* How to complete this task
Produce a copy of every line in the records that holds the string "flight".

* Stored items

--- --- ---

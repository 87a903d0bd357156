//! Cache Store Module
//!
//! The underlying key-value store: HashMap storage with TTL expiration.
//! Coalescing and per-key locking live above this layer; the store only
//! promises thread-safe (via its owner's lock) insert, lookup, and expiry.

use std::collections::HashMap;

use crate::cache::{CacheEntry, CacheStats, MAX_KEY_LENGTH, MAX_VALUE_SIZE};
use crate::error::{CacheError, Result};

// == Cache Store ==
/// Key-value storage with TTL support.
#[derive(Debug)]
pub struct CacheStore {
    /// Key-value storage
    entries: HashMap<String, CacheEntry>,
    /// Performance statistics
    stats: CacheStats,
    /// Default TTL in seconds for entries without explicit TTL
    default_ttl: u64,
}

impl CacheStore {
    // == Constructor ==
    /// Creates a new CacheStore with the given default TTL.
    ///
    /// # Arguments
    /// * `default_ttl` - Default TTL in seconds for entries without explicit TTL
    pub fn new(default_ttl: u64) -> Self {
        Self {
            entries: HashMap::new(),
            stats: CacheStats::new(),
            default_ttl,
        }
    }

    // == Set ==
    /// Stores a key-value pair with optional TTL.
    ///
    /// If the key already exists, the entry and its expiry are replaced
    /// wholesale.
    ///
    /// # Arguments
    /// * `key` - The key to store
    /// * `value` - The value to store
    /// * `ttl` - Optional TTL in seconds (uses default_ttl if None)
    pub fn set(&mut self, key: String, value: String, ttl: Option<u64>) -> Result<()> {
        // Validate key length
        if key.len() > MAX_KEY_LENGTH {
            return Err(CacheError::InvalidRequest(format!(
                "Key exceeds maximum length of {} bytes",
                MAX_KEY_LENGTH
            )));
        }

        // Validate value size
        if value.len() > MAX_VALUE_SIZE {
            return Err(CacheError::InvalidRequest(format!(
                "Value exceeds maximum size of {} bytes",
                MAX_VALUE_SIZE
            )));
        }

        // Use provided TTL or default
        let effective_ttl = ttl.unwrap_or(self.default_ttl);

        // Create and store entry
        let entry = CacheEntry::new(value, effective_ttl);
        self.entries.insert(key, entry);

        // Update stats
        self.stats.set_total_entries(self.entries.len());

        Ok(())
    }

    // == Get ==
    /// Retrieves a value by key.
    ///
    /// Returns the value if found and not expired. Expired entries are
    /// removed on observation and counted as misses; a value is never
    /// returned past its TTL.
    ///
    /// # Arguments
    /// * `key` - The key to retrieve
    pub fn get(&mut self, key: &str) -> Result<String> {
        // Check if entry exists
        if let Some(entry) = self.entries.get(key) {
            // Check if expired
            if entry.is_expired() {
                // Remove expired entry
                self.entries.remove(key);
                self.stats.set_total_entries(self.entries.len());
                self.stats.record_miss();
                return Err(CacheError::Expired(key.to_string()));
            }

            // Entry exists and is valid - record hit
            let value = entry.value.clone();
            self.stats.record_hit();
            Ok(value)
        } else {
            // Entry doesn't exist
            self.stats.record_miss();
            Err(CacheError::NotFound(key.to_string()))
        }
    }

    // == Delete ==
    /// Removes an entry by key.
    ///
    /// # Arguments
    /// * `key` - The key to delete
    pub fn delete(&mut self, key: &str) -> Result<()> {
        if self.entries.remove(key).is_some() {
            self.stats.set_total_entries(self.entries.len());
            Ok(())
        } else {
            Err(CacheError::NotFound(key.to_string()))
        }
    }

    // == Stats ==
    /// Returns current cache statistics.
    pub fn stats(&self) -> CacheStats {
        let mut stats = self.stats.clone();
        stats.set_total_entries(self.entries.len());
        stats
    }

    // == Record Factory Run ==
    /// Counts a factory invocation triggered by a cache miss.
    pub fn record_factory_run(&mut self) {
        self.stats.record_factory_run();
    }

    // == Record Coalesced ==
    /// Counts a caller that found its value populated by another caller's
    /// in-flight computation instead of running the factory itself.
    pub fn record_coalesced(&mut self) {
        self.stats.record_coalesced();
    }

    // == Cleanup Expired ==
    /// Removes all expired entries from the cache.
    ///
    /// Returns the number of entries removed.
    pub fn cleanup_expired(&mut self) -> usize {
        let expired_keys: Vec<String> = self
            .entries
            .iter()
            .filter(|(_, entry)| entry.is_expired())
            .map(|(key, _)| key.clone())
            .collect();

        let count = expired_keys.len();

        for key in expired_keys {
            self.entries.remove(&key);
        }

        self.stats.set_total_entries(self.entries.len());
        count
    }

    // == Length ==
    /// Returns the current number of entries in the cache.
    pub fn len(&self) -> usize {
        self.entries.len()
    }

    // == Is Empty ==
    /// Returns true if the cache is empty.
    #[allow(dead_code)]
    pub fn is_empty(&self) -> bool {
        self.entries.is_empty()
    }
}

// == Unit Tests ==
#[cfg(test)]
mod tests {
    use super::*;
    use std::thread::sleep;
    use std::time::Duration;

    #[test]
    fn test_store_new() {
        let store = CacheStore::new(300);
        assert_eq!(store.len(), 0);
        assert!(store.is_empty());
    }

    #[test]
    fn test_store_set_and_get() {
        let mut store = CacheStore::new(300);

        store.set("key1".to_string(), "value1".to_string(), None).unwrap();
        let value = store.get("key1").unwrap();

        assert_eq!(value, "value1");
        assert_eq!(store.len(), 1);
    }

    #[test]
    fn test_store_get_nonexistent() {
        let mut store = CacheStore::new(300);

        let result = store.get("nonexistent");
        assert!(matches!(result, Err(CacheError::NotFound(_))));
    }

    #[test]
    fn test_store_delete() {
        let mut store = CacheStore::new(300);

        store.set("key1".to_string(), "value1".to_string(), None).unwrap();
        store.delete("key1").unwrap();

        assert!(store.is_empty());
        assert!(matches!(store.get("key1"), Err(CacheError::NotFound(_))));
    }

    #[test]
    fn test_store_delete_nonexistent() {
        let mut store = CacheStore::new(300);

        let result = store.delete("nonexistent");
        assert!(matches!(result, Err(CacheError::NotFound(_))));
    }

    #[test]
    fn test_store_overwrite() {
        let mut store = CacheStore::new(300);

        store.set("key1".to_string(), "value1".to_string(), None).unwrap();
        store.set("key1".to_string(), "value2".to_string(), None).unwrap();

        let value = store.get("key1").unwrap();
        assert_eq!(value, "value2");
        assert_eq!(store.len(), 1);
    }

    #[test]
    fn test_store_overwrite_resets_ttl() {
        let mut store = CacheStore::new(300);

        store.set("key1".to_string(), "value1".to_string(), Some(1)).unwrap();
        store.set("key1".to_string(), "value2".to_string(), Some(10)).unwrap();

        sleep(Duration::from_millis(1100));

        // The second set replaced the expiry, so the entry is still live.
        assert_eq!(store.get("key1").unwrap(), "value2");
    }

    #[test]
    fn test_store_ttl_expiration() {
        let mut store = CacheStore::new(300);

        // Set with 1 second TTL
        store.set("key1".to_string(), "value1".to_string(), Some(1)).unwrap();

        // Should be accessible immediately
        assert!(store.get("key1").is_ok());

        // Wait for expiration
        sleep(Duration::from_millis(1100));

        // Should be expired now
        let result = store.get("key1");
        assert!(matches!(result, Err(CacheError::Expired(_))));
    }

    #[test]
    fn test_store_zero_ttl_is_immediately_expired() {
        let mut store = CacheStore::new(300);

        store.set("key1".to_string(), "value1".to_string(), Some(0)).unwrap();

        let result = store.get("key1");
        assert!(matches!(result, Err(CacheError::Expired(_))));
        assert!(store.is_empty());
    }

    #[test]
    fn test_store_stats() {
        let mut store = CacheStore::new(300);

        store.set("key1".to_string(), "value1".to_string(), None).unwrap();
        store.get("key1").unwrap(); // hit
        let _ = store.get("nonexistent"); // miss

        let stats = store.stats();
        assert_eq!(stats.hits, 1);
        assert_eq!(stats.misses, 1);
        assert_eq!(stats.total_entries, 1);
    }

    #[test]
    fn test_store_cleanup_expired() {
        let mut store = CacheStore::new(300);

        store.set("key1".to_string(), "value1".to_string(), Some(1)).unwrap();
        store.set("key2".to_string(), "value2".to_string(), Some(10)).unwrap();

        // Wait for key1 to expire
        sleep(Duration::from_millis(1100));

        let removed = store.cleanup_expired();
        assert_eq!(removed, 1);
        assert_eq!(store.len(), 1);
        assert!(store.get("key2").is_ok());
    }

    #[test]
    fn test_store_key_too_long() {
        let mut store = CacheStore::new(300);
        let long_key = "x".repeat(MAX_KEY_LENGTH + 1);

        let result = store.set(long_key, "value".to_string(), None);
        assert!(matches!(result, Err(CacheError::InvalidRequest(_))));
    }

    #[test]
    fn test_store_value_too_large() {
        let mut store = CacheStore::new(300);
        let large_value = "x".repeat(MAX_VALUE_SIZE + 1);

        let result = store.set("key".to_string(), large_value, None);
        assert!(matches!(result, Err(CacheError::InvalidRequest(_))));
    }
}
//! API Module
//!
//! HTTP handlers and routing for the cache server REST API.
//!
//! # Endpoints
//! - `PUT /set` - Store a key-value pair
//! - `GET /get/:key` - Retrieve a value by key
//! - `POST /fetch` - Get-or-add with a simulated slow factory
//! - `DELETE /del/:key` - Delete a key
//! - `GET /stats` - Get cache statistics
//! - `GET /health` - Health check endpoint

pub mod handlers;
pub mod routes;

pub use handlers::*;
pub use routes::create_router;
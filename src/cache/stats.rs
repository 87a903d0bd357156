//! Cache Statistics Module
//!
//! Tracks cache performance metrics including hits, misses, factory
//! invocations, and coalesced waits.

use serde::Serialize;

// == Cache Stats ==
/// Tracks cache performance metrics.
#[derive(Debug, Clone, Default, Serialize)]
pub struct CacheStats {
    /// Number of successful cache retrievals
    pub hits: u64,
    /// Number of failed cache retrievals (key not found or expired)
    pub misses: u64,
    /// Number of factory executions triggered by misses
    pub factory_runs: u64,
    /// Number of callers served by another caller's in-flight computation
    pub coalesced: u64,
    /// Current number of entries in the cache
    pub total_entries: usize,
}

impl CacheStats {
    // == Constructor ==
    /// Creates a new CacheStats with all counters at zero.
    pub fn new() -> Self {
        Self::default()
    }

    // == Hit Rate ==
    /// Calculates the cache hit rate.
    ///
    /// Returns hits / (hits + misses), or 0.0 if no requests have been made.
    pub fn hit_rate(&self) -> f64 {
        let total = self.hits + self.misses;
        if total == 0 {
            0.0
        } else {
            self.hits as f64 / total as f64
        }
    }

    // == Record Hit ==
    /// Increments the hit counter.
    pub fn record_hit(&mut self) {
        self.hits += 1;
    }

    // == Record Miss ==
    /// Increments the miss counter.
    pub fn record_miss(&mut self) {
        self.misses += 1;
    }

    // == Record Factory Run ==
    /// Increments the factory execution counter.
    pub fn record_factory_run(&mut self) {
        self.factory_runs += 1;
    }

    // == Record Coalesced ==
    /// Increments the coalesced-wait counter.
    pub fn record_coalesced(&mut self) {
        self.coalesced += 1;
    }

    // == Update Entry Count ==
    /// Updates the total entries count.
    pub fn set_total_entries(&mut self, count: usize) {
        self.total_entries = count;
    }
}
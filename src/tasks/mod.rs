//! Background Tasks Module
//!
//! Contains background tasks that run periodically during server operation.
//!
//! # Tasks
//! - TTL Cleanup: Removes expired cache entries and reclaims idle key locks
//!   at configured intervals

mod cleanup;

pub use cleanup::spawn_cleanup_task;
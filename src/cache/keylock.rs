//! Key Lock Registry Module
//!
//! Hands out exclusive, per-key critical sections so that concurrent misses
//! for the same key are serialized while unrelated keys proceed in parallel.

use std::collections::HashMap;
use std::sync::Arc;

use tokio::sync::{Mutex, OwnedMutexGuard};

// == Key Lock Registry ==
/// Registry of lazily-created, per-key exclusive locks.
///
/// Each key maps to its own `Arc<Mutex<()>>`. The registry's own mutex is
/// held only for the map lookup or insert, never across a factory execution,
/// so acquiring locks for two different keys never serializes callers beyond
/// that O(1) bookkeeping.
#[derive(Debug, Default)]
pub struct KeyLockRegistry {
    /// Per-key lock objects, created on first acquisition
    locks: Mutex<HashMap<String, Arc<Mutex<()>>>>,
}

impl KeyLockRegistry {
    // == Constructor ==
    /// Creates a new registry with no locks allocated.
    pub fn new() -> Self {
        Self {
            locks: Mutex::new(HashMap::new()),
        }
    }

    // == Acquire ==
    /// Acquires the exclusive lock for `key`, creating it on first use.
    ///
    /// Suspends the caller until no other task holds the lock for this key.
    /// The returned guard releases the lock when dropped, on every exit path:
    /// normal return, factory failure, or cancellation of the caller's
    /// future while queued.
    pub async fn acquire(&self, key: &str) -> OwnedMutexGuard<()> {
        let lock = {
            let mut locks = self.locks.lock().await;
            Arc::clone(
                locks
                    .entry(key.to_string())
                    .or_insert_with(|| Arc::new(Mutex::new(()))),
            )
        };
        // Awaited outside the registry mutex so other keys are not blocked.
        lock.lock_owned().await
    }

    // == Reclaim Idle ==
    /// Removes lock objects that no task currently holds or waits on.
    ///
    /// A lock is idle when the registry map owns the only reference to it:
    /// holders and queued waiters each keep an `Arc` clone alive, and the
    /// clone is taken under the registry mutex, so a strong count of one
    /// proves nobody can be queued on the lock.
    ///
    /// Returns the number of locks reclaimed.
    pub async fn reclaim_idle(&self) -> usize {
        let mut locks = self.locks.lock().await;
        let before = locks.len();
        locks.retain(|_, lock| Arc::strong_count(lock) > 1);
        before - locks.len()
    }

    // == Length ==
    /// Returns the number of currently tracked lock objects.
    pub async fn len(&self) -> usize {
        self.locks.lock().await.len()
    }

    // == Is Empty ==
    #[allow(dead_code)]
    pub async fn is_empty(&self) -> bool {
        self.locks.lock().await.is_empty()
    }
}

// == Unit Tests ==
#[cfg(test)]
mod tests {
    use super::*;
    use std::sync::atomic::{AtomicUsize, Ordering};
    use std::time::{Duration, Instant};

    #[tokio::test]
    async fn test_acquire_creates_lock_lazily() {
        let registry = KeyLockRegistry::new();
        assert_eq!(registry.len().await, 0);

        let _guard = registry.acquire("key1").await;
        assert_eq!(registry.len().await, 1);
    }

    #[tokio::test]
    async fn test_same_key_is_exclusive() {
        let registry = Arc::new(KeyLockRegistry::new());
        let in_section = Arc::new(AtomicUsize::new(0));

        let mut handles = vec![];
        for _ in 0..5 {
            let registry = Arc::clone(&registry);
            let in_section = Arc::clone(&in_section);
            handles.push(tokio::spawn(async move {
                let _guard = registry.acquire("shared").await;
                let inside = in_section.fetch_add(1, Ordering::SeqCst);
                assert_eq!(inside, 0, "two tasks inside the same key's section");
                tokio::time::sleep(Duration::from_millis(10)).await;
                in_section.fetch_sub(1, Ordering::SeqCst);
            }));
        }

        for handle in handles {
            handle.await.unwrap();
        }
    }

    #[tokio::test]
    async fn test_different_keys_do_not_block() {
        let registry = Arc::new(KeyLockRegistry::new());

        let guard_a = registry.acquire("key_a").await;

        // Acquiring a different key must not wait behind key_a's holder.
        let start = Instant::now();
        let _guard_b = registry.acquire("key_b").await;
        assert!(start.elapsed() < Duration::from_millis(50));

        drop(guard_a);
    }

    #[tokio::test]
    async fn test_guard_drop_releases() {
        let registry = KeyLockRegistry::new();

        {
            let _guard = registry.acquire("key1").await;
        }

        // Re-acquisition succeeds immediately after the guard drops.
        let _guard = registry.acquire("key1").await;
    }

    #[tokio::test]
    async fn test_reclaim_idle_removes_unused_locks() {
        let registry = KeyLockRegistry::new();

        {
            let _g1 = registry.acquire("key1").await;
            let _g2 = registry.acquire("key2").await;
        }
        assert_eq!(registry.len().await, 2);

        let reclaimed = registry.reclaim_idle().await;
        assert_eq!(reclaimed, 2);
        assert_eq!(registry.len().await, 0);
    }

    #[tokio::test]
    async fn test_reclaim_idle_keeps_held_locks() {
        let registry = KeyLockRegistry::new();

        let _held = registry.acquire("held").await;
        {
            let _released = registry.acquire("released").await;
        }

        let reclaimed = registry.reclaim_idle().await;
        assert_eq!(reclaimed, 1);
        assert_eq!(registry.len().await, 1);

        // The held key's lock must survive reclamation.
        assert!(!registry.is_empty().await);
    }

    #[tokio::test]
    async fn test_reclaim_idle_keeps_locks_with_waiters() {
        let registry = Arc::new(KeyLockRegistry::new());

        let guard = registry.acquire("contended").await;

        let waiter = {
            let registry = Arc::clone(&registry);
            tokio::spawn(async move {
                let _guard = registry.acquire("contended").await;
            })
        };

        // Let the waiter queue up behind the holder.
        tokio::time::sleep(Duration::from_millis(20)).await;

        let reclaimed = registry.reclaim_idle().await;
        assert_eq!(reclaimed, 0, "a lock with a queued waiter was dropped");

        drop(guard);
        waiter.await.unwrap();
    }

    #[tokio::test]
    async fn test_cancelled_waiter_leaves_lock_usable() {
        let registry = Arc::new(KeyLockRegistry::new());

        let guard = registry.acquire("key1").await;

        let waiter = {
            let registry = Arc::clone(&registry);
            tokio::spawn(async move {
                let _guard = registry.acquire("key1").await;
            })
        };
        tokio::time::sleep(Duration::from_millis(20)).await;

        // Cancel the queued waiter, then release the holder.
        waiter.abort();
        drop(guard);

        // The lock is still acquirable by a fresh caller.
        let _guard = registry.acquire("key1").await;
    }
}
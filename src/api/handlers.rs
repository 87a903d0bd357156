//! API Handlers
//!
//! HTTP request handlers for each cache server endpoint.

use std::sync::Arc;
use std::time::Duration;

use tokio::sync::RwLock;

use axum::{
    extract::{Path, State},
    Json,
};

use crate::cache::{CacheStore, CoalescingCache};
use crate::error::{CacheError, Result};
use crate::models::{
    DeleteResponse, FetchRequest, FetchResponse, GetResponse, HealthResponse, SetRequest,
    SetResponse, StatsResponse,
};

/// Application state shared across all handlers.
///
/// Holds the process-wide coalescing cache instance; cloning the state
/// clones cheap handles onto the same store and lock registry.
#[derive(Clone)]
pub struct AppState {
    /// The request-coalescing cache front-end
    pub cache: CoalescingCache,
}

impl AppState {
    /// Creates a new AppState over the given cache store.
    pub fn new(store: CacheStore) -> Self {
        Self {
            cache: CoalescingCache::new(Arc::new(RwLock::new(store))),
        }
    }

    /// Creates a new AppState from configuration.
    ///
    /// Initializes the cache store with parameters from the Config.
    pub fn from_config(config: &crate::config::Config) -> Self {
        Self::new(CacheStore::new(config.default_ttl))
    }
}

/// Handler for PUT /set
///
/// Stores a key-value pair in the cache with optional TTL.
pub async fn set_handler(
    State(state): State<AppState>,
    Json(req): Json<SetRequest>,
) -> Result<Json<SetResponse>> {
    // Validate request
    if let Some(error_msg) = req.validate() {
        return Err(CacheError::InvalidRequest(error_msg));
    }

    // Acquire write lock and set the value
    let mut store = state.cache.store().write().await;
    store.set(req.key.clone(), req.value, req.ttl)?;

    Ok(Json(SetResponse::new(req.key)))
}

/// Handler for GET /get/:key
///
/// Retrieves a value from the cache by key.
pub async fn get_handler(
    State(state): State<AppState>,
    Path(key): Path<String>,
) -> Result<Json<GetResponse>> {
    // Acquire write lock (needed for expiry removal and stats update)
    let mut store = state.cache.store().write().await;
    let value = store.get(&key)?;

    Ok(Json(GetResponse::new(key, value)))
}

/// Handler for POST /fetch
///
/// Fetch-through lookup: returns the cached value for the key, or produces
/// it with a simulated slow factory (sleep `delay_ms`, then yield `value`)
/// and caches the result. Concurrent fetches for the same key coalesce into
/// a single simulated computation; the response carries whatever value the
/// winning computation produced.
pub async fn fetch_handler(
    State(state): State<AppState>,
    Json(req): Json<FetchRequest>,
) -> Result<Json<FetchResponse>> {
    // Validate request
    if let Some(error_msg) = req.validate() {
        return Err(CacheError::InvalidRequest(error_msg));
    }

    let delay = Duration::from_millis(req.delay_ms.unwrap_or(0));
    let value = req.value;

    let result = state
        .cache
        .get_or_add(&req.key, req.ttl, || async move {
            tokio::time::sleep(delay).await;
            Ok::<_, std::convert::Infallible>(value)
        })
        .await?;

    Ok(Json(FetchResponse::new(req.key, result)))
}

/// Handler for DELETE /del/:key
///
/// Deletes a key from the cache.
pub async fn delete_handler(
    State(state): State<AppState>,
    Path(key): Path<String>,
) -> Result<Json<DeleteResponse>> {
    // Acquire write lock
    let mut store = state.cache.store().write().await;
    store.delete(&key)?;

    Ok(Json(DeleteResponse::new(key)))
}

/// Handler for GET /stats
///
/// Returns current cache statistics.
pub async fn stats_handler(State(state): State<AppState>) -> Json<StatsResponse> {
    // Acquire read lock for stats
    let store = state.cache.store().read().await;
    let stats = store.stats();

    Json(StatsResponse::new(
        stats.hits,
        stats.misses,
        stats.factory_runs,
        stats.coalesced,
        stats.total_entries,
    ))
}

/// Handler for GET /health
///
/// Returns health status of the server.
pub async fn health_handler() -> Json<HealthResponse> {
    Json(HealthResponse::healthy())
}
//! Request and Response models for the cache server API
//!
//! This module defines the DTOs (Data Transfer Objects) used for
//! serializing/deserializing HTTP request and response bodies.

pub mod requests;
pub mod responses;

// Re-export commonly used types
pub use requests::{FetchRequest, SetRequest};
pub use responses::{
    DeleteResponse, ErrorResponse, FetchResponse, GetResponse, HealthResponse, SetResponse,
    StatsResponse,
};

--- --- ---

* Your response
    /// in-flight computation instead of running the factory itself.
    /// Number of callers served by another caller's in-flight computation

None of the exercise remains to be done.